> _Directions_
Could you copy each line of the entries that contains "WeightInfo"?

Top of Records provided

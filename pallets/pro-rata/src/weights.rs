#![cfg_attr(rustfmt, rustfmt_skip)]
#![allow(unused_parens)]
#![allow(unused_imports)]
#![allow(missing_docs)]

use polkadot_sdk::frame_support::{traits::Get, weights::{Weight, constants::RocksDbWeight}};
use core::marker::PhantomData;

pub trait WeightInfo {
	fn initialize() -> Weight;
	fn deposit() -> Weight;
	fn refund(n: u32) -> Weight;
	fn calculate_base_swapped_amount(n: u32) -> Weight;
	fn withdraw_base_goal() -> Weight;
	fn withdraw_base_swapped_amount() -> Weight;
	fn withdraw_excess_tokens() -> Weight;
	fn force_withdraw() -> Weight;
	fn change_base_goal() -> Weight;
	fn change_balance_limit() -> Weight;
	fn update_account_items(n: u32) -> Weight;
	fn transfer_ownership() -> Weight;
	fn claim_refund() -> Weight;
}

pub struct SubstrateWeight<T>(PhantomData<T>);
impl<T: polkadot_sdk::frame_system::Config> WeightInfo for SubstrateWeight<T> {
	fn initialize() -> Weight {
		Weight::from_parts(25_000_000, 3500)
			.saturating_add(T::DbWeight::get().reads(4))
			.saturating_add(T::DbWeight::get().writes(2))
	}
	fn deposit() -> Weight {
		Weight::from_parts(90_000_000, 6200)
			.saturating_add(T::DbWeight::get().reads(8))
			.saturating_add(T::DbWeight::get().writes(7))
	}
	fn refund(n: u32) -> Weight {
		Weight::from_parts(30_000_000, 3500)
			.saturating_add(Weight::from_parts(55_000_000, 6200).saturating_mul(n.into()))
			.saturating_add(T::DbWeight::get().reads(6))
			.saturating_add(T::DbWeight::get().reads((4_u64).saturating_mul(n.into())))
			.saturating_add(T::DbWeight::get().writes(1))
			.saturating_add(T::DbWeight::get().writes((3_u64).saturating_mul(n.into())))
	}
	fn calculate_base_swapped_amount(n: u32) -> Weight {
		Weight::from_parts(20_000_000, 3500)
			.saturating_add(Weight::from_parts(12_000_000, 2600).saturating_mul(n.into()))
			.saturating_add(T::DbWeight::get().reads(4))
			.saturating_add(T::DbWeight::get().reads((2_u64).saturating_mul(n.into())))
			.saturating_add(T::DbWeight::get().writes(1))
	}
	fn withdraw_base_goal() -> Weight {
		Weight::from_parts(45_000_000, 6200)
			.saturating_add(T::DbWeight::get().reads(5))
			.saturating_add(T::DbWeight::get().writes(3))
	}
	fn withdraw_base_swapped_amount() -> Weight {
		Weight::from_parts(45_000_000, 6200)
			.saturating_add(T::DbWeight::get().reads(5))
			.saturating_add(T::DbWeight::get().writes(3))
	}
	fn withdraw_excess_tokens() -> Weight {
		Weight::from_parts(80_000_000, 6200)
			.saturating_add(T::DbWeight::get().reads(8))
			.saturating_add(T::DbWeight::get().writes(4))
	}
	fn force_withdraw() -> Weight {
		Weight::from_parts(40_000_000, 6200)
			.saturating_add(T::DbWeight::get().reads(3))
			.saturating_add(T::DbWeight::get().writes(2))
	}
	fn change_base_goal() -> Weight {
		Weight::from_parts(15_000_000, 2000)
			.saturating_add(T::DbWeight::get().reads(2))
			.saturating_add(T::DbWeight::get().writes(1))
	}
	fn change_balance_limit() -> Weight {
		Weight::from_parts(15_000_000, 2000)
			.saturating_add(T::DbWeight::get().reads(2))
			.saturating_add(T::DbWeight::get().writes(1))
	}
	fn update_account_items(n: u32) -> Weight {
		Weight::from_parts(20_000_000, 2000)
			.saturating_add(Weight::from_parts(10_000_000, 2600).saturating_mul(n.into()))
			.saturating_add(T::DbWeight::get().reads(2))
			.saturating_add(T::DbWeight::get().reads((1_u64).saturating_mul(n.into())))
			.saturating_add(T::DbWeight::get().writes(2))
			.saturating_add(T::DbWeight::get().writes((1_u64).saturating_mul(n.into())))
	}
	fn transfer_ownership() -> Weight {
		Weight::from_parts(15_000_000, 2000)
			.saturating_add(T::DbWeight::get().reads(1))
			.saturating_add(T::DbWeight::get().writes(1))
	}
	fn claim_refund() -> Weight {
		Weight::from_parts(60_000_000, 6200)
			.saturating_add(T::DbWeight::get().reads(7))
			.saturating_add(T::DbWeight::get().writes(5))
	}
}

impl WeightInfo for () {
	fn initialize() -> Weight {
		Weight::from_parts(25_000_000, 3500)
	}
	fn deposit() -> Weight {
		Weight::from_parts(90_000_000, 6200)
	}
	fn refund(n: u32) -> Weight {
		Weight::from_parts(30_000_000, 3500)
			.saturating_add(Weight::from_parts(55_000_000, 6200).saturating_mul(n.into()))
	}
	fn calculate_base_swapped_amount(n: u32) -> Weight {
		Weight::from_parts(20_000_000, 3500)
			.saturating_add(Weight::from_parts(12_000_000, 2600).saturating_mul(n.into()))
	}
	fn withdraw_base_goal() -> Weight {
		Weight::from_parts(45_000_000, 6200)
	}
	fn withdraw_base_swapped_amount() -> Weight {
		Weight::from_parts(45_000_000, 6200)
	}
	fn withdraw_excess_tokens() -> Weight {
		Weight::from_parts(80_000_000, 6200)
	}
	fn force_withdraw() -> Weight {
		Weight::from_parts(40_000_000, 6200)
	}
	fn change_base_goal() -> Weight {
		Weight::from_parts(15_000_000, 2000)
	}
	fn change_balance_limit() -> Weight {
		Weight::from_parts(15_000_000, 2000)
	}
	fn update_account_items(n: u32) -> Weight {
		Weight::from_parts(20_000_000, 2000)
			.saturating_add(Weight::from_parts(10_000_000, 2600).saturating_mul(n.into()))
	}
	fn transfer_ownership() -> Weight {
		Weight::from_parts(15_000_000, 2000)
	}
	fn claim_refund() -> Weight {
		Weight::from_parts(60_000_000, 6200)
	}
}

Bottom of Records provided

> _Response below_
pub trait WeightInfo {
impl<T: polkadot_sdk::frame_system::Config> WeightInfo for SubstrateWeight<T> {
impl WeightInfo for () {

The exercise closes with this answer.